- _YOUR TASK_: Given the entries that follow, write out exactly the lines starting at the one containing "#![deny(unused_must_use)]" and ending at the one containing "let sck = PinDriver::output(unsafe", both ends included, and only those.

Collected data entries
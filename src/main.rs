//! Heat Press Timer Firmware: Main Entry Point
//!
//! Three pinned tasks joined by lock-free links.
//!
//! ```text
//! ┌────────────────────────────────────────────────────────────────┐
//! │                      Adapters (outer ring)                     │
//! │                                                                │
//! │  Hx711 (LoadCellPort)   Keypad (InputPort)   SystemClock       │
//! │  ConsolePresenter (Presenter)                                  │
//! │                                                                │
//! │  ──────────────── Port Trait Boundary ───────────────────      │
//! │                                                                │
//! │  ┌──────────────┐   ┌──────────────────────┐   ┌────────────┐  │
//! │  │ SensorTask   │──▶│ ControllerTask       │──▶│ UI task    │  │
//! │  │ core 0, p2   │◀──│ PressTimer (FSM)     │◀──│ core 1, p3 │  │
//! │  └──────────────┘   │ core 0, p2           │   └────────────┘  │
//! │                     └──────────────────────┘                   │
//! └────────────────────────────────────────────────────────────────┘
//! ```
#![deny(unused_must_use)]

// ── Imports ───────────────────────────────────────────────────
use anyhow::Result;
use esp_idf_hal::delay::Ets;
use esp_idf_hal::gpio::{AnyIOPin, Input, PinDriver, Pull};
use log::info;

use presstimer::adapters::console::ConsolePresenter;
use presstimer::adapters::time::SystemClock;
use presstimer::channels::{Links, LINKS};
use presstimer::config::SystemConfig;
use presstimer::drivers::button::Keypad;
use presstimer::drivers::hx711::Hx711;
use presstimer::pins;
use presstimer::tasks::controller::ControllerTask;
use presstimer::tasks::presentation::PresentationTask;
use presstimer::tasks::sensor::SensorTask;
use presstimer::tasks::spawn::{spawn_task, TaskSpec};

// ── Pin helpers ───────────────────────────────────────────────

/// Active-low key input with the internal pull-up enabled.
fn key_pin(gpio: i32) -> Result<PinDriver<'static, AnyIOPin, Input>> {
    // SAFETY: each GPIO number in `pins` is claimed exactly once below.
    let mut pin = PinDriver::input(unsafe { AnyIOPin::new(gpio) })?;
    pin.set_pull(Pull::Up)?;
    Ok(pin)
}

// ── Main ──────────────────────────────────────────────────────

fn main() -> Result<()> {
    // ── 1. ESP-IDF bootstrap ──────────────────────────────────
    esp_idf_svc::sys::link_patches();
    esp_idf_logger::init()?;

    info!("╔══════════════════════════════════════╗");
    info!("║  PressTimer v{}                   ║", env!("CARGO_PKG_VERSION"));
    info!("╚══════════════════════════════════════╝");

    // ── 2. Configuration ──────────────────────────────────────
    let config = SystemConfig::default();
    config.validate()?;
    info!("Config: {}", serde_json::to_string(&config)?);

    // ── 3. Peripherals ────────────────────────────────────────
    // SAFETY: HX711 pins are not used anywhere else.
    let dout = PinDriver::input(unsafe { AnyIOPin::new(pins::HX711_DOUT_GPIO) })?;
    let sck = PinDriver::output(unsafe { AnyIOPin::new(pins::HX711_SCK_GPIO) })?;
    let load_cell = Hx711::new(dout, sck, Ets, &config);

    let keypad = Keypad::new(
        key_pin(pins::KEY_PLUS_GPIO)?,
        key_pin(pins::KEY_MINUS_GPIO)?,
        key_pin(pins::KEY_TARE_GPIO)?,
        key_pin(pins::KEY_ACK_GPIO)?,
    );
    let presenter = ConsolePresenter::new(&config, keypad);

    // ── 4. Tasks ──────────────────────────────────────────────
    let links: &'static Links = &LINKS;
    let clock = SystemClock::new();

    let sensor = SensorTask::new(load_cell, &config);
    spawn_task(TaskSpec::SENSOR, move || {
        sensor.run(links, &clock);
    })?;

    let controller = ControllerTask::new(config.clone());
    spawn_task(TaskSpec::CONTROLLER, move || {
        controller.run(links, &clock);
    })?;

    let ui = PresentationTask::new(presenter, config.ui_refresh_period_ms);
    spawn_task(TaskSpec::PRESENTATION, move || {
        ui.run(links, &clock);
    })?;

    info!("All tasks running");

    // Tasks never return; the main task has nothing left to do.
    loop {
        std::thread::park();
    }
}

- _ANSWER TO THE EXERCISE_:
#![deny(unused_must_use)]

// ── Imports ───────────────────────────────────────────────────
use anyhow::Result;
use esp_idf_hal::delay::Ets;
use esp_idf_hal::gpio::{AnyIOPin, Input, PinDriver, Pull};
use log::info;

use presstimer::adapters::console::ConsolePresenter;
use presstimer::adapters::time::SystemClock;
use presstimer::channels::{Links, LINKS};
use presstimer::config::SystemConfig;
use presstimer::drivers::button::Keypad;
use presstimer::drivers::hx711::Hx711;
use presstimer::pins;
use presstimer::tasks::controller::ControllerTask;
use presstimer::tasks::presentation::PresentationTask;
use presstimer::tasks::sensor::SensorTask;
use presstimer::tasks::spawn::{spawn_task, TaskSpec};

// ── Pin helpers ───────────────────────────────────────────────

/// Active-low key input with the internal pull-up enabled.
fn key_pin(gpio: i32) -> Result<PinDriver<'static, AnyIOPin, Input>> {
    // SAFETY: each GPIO number in `pins` is claimed exactly once below.
    let mut pin = PinDriver::input(unsafe { AnyIOPin::new(gpio) })?;
    pin.set_pull(Pull::Up)?;
    Ok(pin)
}

// ── Main ──────────────────────────────────────────────────────

fn main() -> Result<()> {
    // ── 1. ESP-IDF bootstrap ──────────────────────────────────
    esp_idf_svc::sys::link_patches();
    esp_idf_logger::init()?;

    info!("╔══════════════════════════════════════╗");
    info!("║  PressTimer v{}                   ║", env!("CARGO_PKG_VERSION"));
    info!("╚══════════════════════════════════════╝");

    // ── 2. Configuration ──────────────────────────────────────
    let config = SystemConfig::default();
    config.validate()?;
    info!("Config: {}", serde_json::to_string(&config)?);

    // ── 3. Peripherals ────────────────────────────────────────
    // SAFETY: HX711 pins are not used anywhere else.
    let dout = PinDriver::input(unsafe { AnyIOPin::new(pins::HX711_DOUT_GPIO) })?;
    let sck = PinDriver::output(unsafe { AnyIOPin::new(pins::HX711_SCK_GPIO) })?;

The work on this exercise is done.